Required work:
Your answer must consist of exactly the lines below, starting with the line with "결과 표시용 단위 라벨." and going on through the line with "(UnitSystem::SI, ResultQuantity::PressurePascal) =>", and nothing else.

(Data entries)
# # #
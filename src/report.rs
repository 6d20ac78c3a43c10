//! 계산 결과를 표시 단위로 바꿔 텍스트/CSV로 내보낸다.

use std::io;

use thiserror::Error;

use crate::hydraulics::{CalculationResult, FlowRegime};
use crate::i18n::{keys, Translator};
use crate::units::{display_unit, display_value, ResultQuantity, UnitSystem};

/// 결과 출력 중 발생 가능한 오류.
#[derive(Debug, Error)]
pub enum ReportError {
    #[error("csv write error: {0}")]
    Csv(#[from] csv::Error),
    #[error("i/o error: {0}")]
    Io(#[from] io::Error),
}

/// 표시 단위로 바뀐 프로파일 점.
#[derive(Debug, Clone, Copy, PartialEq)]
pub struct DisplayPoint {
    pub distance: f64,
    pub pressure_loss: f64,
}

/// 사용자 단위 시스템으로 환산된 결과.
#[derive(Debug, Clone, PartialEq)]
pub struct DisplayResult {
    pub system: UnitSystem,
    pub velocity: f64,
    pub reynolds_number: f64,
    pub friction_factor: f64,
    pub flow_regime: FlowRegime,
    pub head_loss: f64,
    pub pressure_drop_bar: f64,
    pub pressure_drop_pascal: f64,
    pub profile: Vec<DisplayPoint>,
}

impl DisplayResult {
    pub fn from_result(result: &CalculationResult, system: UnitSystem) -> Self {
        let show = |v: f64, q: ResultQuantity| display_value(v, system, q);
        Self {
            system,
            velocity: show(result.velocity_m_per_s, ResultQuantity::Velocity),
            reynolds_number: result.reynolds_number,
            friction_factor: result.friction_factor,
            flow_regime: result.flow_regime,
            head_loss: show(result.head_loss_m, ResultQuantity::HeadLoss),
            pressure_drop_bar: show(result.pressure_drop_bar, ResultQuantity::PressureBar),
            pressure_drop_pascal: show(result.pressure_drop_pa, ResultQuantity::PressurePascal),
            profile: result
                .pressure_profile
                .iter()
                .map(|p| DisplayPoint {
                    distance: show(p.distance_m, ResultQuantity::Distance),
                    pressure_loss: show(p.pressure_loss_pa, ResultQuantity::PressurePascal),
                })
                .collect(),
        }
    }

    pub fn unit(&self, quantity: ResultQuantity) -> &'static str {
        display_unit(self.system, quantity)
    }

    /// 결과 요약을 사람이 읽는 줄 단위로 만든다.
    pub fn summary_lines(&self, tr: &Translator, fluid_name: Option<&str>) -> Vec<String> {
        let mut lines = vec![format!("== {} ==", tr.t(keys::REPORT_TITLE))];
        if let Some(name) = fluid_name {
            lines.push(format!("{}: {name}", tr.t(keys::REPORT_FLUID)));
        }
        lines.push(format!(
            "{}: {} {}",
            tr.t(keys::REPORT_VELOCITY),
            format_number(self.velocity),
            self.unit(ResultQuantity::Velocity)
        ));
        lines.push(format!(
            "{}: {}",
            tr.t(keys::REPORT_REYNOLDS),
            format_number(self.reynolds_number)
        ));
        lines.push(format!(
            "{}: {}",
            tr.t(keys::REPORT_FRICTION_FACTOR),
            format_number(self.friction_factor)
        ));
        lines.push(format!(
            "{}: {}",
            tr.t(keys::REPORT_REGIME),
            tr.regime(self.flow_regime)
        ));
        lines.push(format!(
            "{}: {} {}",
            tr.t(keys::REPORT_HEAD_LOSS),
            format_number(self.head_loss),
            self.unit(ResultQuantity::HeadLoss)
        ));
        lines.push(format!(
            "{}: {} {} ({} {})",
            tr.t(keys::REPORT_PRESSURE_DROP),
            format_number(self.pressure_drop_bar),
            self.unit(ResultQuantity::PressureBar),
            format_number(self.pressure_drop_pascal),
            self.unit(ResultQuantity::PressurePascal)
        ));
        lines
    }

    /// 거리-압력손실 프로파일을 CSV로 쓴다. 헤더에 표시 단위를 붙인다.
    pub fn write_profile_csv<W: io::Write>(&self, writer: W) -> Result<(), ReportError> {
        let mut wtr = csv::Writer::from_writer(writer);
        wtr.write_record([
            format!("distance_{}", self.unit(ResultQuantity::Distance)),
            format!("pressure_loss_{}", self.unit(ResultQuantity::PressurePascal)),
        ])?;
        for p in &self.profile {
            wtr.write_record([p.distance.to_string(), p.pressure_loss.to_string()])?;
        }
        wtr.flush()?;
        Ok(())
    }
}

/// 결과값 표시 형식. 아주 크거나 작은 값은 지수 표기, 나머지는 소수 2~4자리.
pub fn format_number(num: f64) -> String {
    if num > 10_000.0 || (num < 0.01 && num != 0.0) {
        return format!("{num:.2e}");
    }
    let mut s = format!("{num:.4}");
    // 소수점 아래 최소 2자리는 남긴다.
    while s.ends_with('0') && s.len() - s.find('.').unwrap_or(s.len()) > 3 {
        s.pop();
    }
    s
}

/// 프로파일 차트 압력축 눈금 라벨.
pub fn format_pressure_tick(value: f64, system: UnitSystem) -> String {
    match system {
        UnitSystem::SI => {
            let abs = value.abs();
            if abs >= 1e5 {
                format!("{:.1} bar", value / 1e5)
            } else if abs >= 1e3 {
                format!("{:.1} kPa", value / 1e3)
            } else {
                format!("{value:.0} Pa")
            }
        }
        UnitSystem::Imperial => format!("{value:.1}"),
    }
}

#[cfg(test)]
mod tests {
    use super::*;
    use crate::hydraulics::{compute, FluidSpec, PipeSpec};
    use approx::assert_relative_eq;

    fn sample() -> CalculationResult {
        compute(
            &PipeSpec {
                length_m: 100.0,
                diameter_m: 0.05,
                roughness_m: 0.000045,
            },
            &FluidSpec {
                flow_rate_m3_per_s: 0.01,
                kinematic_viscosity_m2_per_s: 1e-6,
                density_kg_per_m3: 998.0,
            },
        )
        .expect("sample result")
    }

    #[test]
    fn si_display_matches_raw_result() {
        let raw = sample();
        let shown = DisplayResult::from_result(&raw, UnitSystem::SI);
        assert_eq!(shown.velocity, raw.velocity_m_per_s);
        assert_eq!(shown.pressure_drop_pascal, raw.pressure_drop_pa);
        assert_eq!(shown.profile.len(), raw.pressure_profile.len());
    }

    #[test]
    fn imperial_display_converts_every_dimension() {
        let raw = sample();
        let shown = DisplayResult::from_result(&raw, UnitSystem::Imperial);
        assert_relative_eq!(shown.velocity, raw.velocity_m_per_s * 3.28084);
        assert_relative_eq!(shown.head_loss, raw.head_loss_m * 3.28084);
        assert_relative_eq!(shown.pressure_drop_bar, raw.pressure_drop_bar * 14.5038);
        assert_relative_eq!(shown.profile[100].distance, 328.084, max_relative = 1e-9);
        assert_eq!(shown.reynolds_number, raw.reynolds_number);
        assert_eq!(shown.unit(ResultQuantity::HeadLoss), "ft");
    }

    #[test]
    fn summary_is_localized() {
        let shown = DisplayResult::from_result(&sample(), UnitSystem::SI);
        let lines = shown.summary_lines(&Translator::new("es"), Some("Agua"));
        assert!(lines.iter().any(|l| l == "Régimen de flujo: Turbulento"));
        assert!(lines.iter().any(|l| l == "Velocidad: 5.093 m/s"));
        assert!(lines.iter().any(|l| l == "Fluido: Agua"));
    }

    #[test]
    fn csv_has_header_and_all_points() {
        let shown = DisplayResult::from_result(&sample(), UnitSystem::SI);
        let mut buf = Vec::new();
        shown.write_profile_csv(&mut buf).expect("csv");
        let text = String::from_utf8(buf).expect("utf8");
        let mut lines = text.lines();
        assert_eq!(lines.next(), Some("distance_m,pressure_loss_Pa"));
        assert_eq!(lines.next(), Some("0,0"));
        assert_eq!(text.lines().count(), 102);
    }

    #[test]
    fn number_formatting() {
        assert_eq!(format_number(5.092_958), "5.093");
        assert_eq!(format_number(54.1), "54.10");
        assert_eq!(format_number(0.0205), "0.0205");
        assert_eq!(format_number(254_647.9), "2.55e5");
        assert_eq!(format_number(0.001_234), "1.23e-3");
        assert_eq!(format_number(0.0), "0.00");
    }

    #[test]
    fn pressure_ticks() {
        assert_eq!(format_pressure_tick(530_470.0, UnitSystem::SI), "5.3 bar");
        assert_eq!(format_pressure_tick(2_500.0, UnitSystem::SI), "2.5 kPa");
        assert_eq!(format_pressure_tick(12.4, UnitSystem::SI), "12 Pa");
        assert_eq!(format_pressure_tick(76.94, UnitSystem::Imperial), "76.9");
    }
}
# # #
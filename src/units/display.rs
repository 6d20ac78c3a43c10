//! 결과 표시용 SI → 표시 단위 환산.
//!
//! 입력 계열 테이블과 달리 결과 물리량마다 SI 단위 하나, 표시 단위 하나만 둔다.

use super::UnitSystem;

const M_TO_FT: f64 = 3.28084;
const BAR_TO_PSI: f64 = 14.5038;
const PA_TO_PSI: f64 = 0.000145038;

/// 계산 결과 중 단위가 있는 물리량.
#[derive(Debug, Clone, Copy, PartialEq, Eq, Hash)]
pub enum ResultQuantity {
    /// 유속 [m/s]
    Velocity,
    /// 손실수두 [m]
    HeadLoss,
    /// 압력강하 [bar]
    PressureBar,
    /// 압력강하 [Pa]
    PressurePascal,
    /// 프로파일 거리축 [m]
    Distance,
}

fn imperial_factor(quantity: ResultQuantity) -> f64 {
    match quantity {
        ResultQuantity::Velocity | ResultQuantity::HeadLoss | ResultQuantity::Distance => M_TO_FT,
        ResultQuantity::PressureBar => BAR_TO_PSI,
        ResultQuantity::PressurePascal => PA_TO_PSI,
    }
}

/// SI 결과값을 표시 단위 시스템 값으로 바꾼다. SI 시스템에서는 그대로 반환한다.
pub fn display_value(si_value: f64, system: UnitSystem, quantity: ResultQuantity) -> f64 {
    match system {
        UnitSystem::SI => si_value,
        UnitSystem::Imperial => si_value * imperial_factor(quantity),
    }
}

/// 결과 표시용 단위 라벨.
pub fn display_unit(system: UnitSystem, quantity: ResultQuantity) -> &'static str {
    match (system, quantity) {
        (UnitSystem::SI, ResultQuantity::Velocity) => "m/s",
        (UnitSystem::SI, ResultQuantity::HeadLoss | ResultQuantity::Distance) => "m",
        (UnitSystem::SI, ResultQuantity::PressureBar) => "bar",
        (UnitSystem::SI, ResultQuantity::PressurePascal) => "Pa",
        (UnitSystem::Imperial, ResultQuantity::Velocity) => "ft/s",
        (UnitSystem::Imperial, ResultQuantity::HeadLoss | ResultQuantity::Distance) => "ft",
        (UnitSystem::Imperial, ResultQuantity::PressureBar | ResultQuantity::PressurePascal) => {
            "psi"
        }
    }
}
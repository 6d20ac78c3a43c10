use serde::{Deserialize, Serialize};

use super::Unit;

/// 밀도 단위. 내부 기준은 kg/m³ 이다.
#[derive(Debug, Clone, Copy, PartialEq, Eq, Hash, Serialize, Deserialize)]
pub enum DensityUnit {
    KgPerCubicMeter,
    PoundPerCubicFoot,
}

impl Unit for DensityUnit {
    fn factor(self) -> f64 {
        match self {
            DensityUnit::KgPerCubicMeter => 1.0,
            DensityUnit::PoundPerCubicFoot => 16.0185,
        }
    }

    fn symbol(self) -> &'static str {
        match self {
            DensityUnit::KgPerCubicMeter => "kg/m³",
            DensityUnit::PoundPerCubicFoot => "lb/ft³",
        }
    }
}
# # #
Response:
/// 결과 표시용 단위 라벨.
pub fn display_unit(system: UnitSystem, quantity: ResultQuantity) -> &'static str {
    match (system, quantity) {
        (UnitSystem::SI, ResultQuantity::Velocity) => "m/s",
        (UnitSystem::SI, ResultQuantity::HeadLoss | ResultQuantity::Distance) => "m",
        (UnitSystem::SI, ResultQuantity::PressureBar) => "bar",
        (UnitSystem::SI, ResultQuantity::PressurePascal) => "Pa",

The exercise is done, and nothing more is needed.